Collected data

◆ ◆ ◆ ◆ ◆

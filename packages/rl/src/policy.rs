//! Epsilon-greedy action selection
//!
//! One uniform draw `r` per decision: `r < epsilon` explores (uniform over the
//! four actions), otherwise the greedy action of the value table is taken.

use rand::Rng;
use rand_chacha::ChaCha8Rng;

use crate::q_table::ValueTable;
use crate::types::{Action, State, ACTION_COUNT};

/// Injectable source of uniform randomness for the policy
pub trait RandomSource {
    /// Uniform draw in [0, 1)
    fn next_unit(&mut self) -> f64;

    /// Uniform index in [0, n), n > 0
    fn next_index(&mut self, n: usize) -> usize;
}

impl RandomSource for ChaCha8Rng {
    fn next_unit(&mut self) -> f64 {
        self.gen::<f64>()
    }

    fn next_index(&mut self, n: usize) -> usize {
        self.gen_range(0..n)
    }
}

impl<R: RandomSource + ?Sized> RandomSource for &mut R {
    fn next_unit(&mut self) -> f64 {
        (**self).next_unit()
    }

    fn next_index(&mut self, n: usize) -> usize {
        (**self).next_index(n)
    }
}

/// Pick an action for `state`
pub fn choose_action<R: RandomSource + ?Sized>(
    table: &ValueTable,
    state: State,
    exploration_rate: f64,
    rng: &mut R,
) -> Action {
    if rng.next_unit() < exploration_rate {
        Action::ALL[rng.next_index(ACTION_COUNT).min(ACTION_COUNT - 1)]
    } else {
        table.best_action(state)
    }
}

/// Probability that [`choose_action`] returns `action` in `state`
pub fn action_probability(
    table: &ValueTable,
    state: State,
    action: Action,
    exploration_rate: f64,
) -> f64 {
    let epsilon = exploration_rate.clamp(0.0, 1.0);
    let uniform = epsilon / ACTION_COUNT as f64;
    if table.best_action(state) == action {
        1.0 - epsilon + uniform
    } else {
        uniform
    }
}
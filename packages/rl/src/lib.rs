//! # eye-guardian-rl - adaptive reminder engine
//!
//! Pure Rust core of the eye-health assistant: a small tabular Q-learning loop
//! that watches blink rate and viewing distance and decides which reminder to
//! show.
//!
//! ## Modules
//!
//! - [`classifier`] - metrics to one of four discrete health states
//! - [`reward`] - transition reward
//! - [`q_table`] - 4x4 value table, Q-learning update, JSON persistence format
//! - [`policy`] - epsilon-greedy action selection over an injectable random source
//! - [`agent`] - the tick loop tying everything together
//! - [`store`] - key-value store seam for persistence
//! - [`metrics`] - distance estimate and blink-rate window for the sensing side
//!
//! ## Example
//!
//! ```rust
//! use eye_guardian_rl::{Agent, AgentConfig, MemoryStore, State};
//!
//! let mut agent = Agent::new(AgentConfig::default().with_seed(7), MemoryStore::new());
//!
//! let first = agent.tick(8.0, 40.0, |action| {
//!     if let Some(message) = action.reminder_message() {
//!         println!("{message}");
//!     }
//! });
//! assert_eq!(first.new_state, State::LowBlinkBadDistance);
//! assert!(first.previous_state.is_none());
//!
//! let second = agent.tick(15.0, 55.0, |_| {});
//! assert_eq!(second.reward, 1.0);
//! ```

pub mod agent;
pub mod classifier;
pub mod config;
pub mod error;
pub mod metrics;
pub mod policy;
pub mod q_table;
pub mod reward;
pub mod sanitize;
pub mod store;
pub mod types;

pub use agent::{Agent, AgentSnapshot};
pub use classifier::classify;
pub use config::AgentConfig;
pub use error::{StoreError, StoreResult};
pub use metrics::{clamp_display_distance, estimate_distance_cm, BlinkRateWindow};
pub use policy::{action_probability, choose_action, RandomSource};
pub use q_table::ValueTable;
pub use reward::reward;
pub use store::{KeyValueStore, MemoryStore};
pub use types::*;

◆ ◆ ◆ ◆ ◆

(Exercise objective)
The string "error" appears on some lines of the data above; report how many such lines there are, as a bare number.

(Written response)
2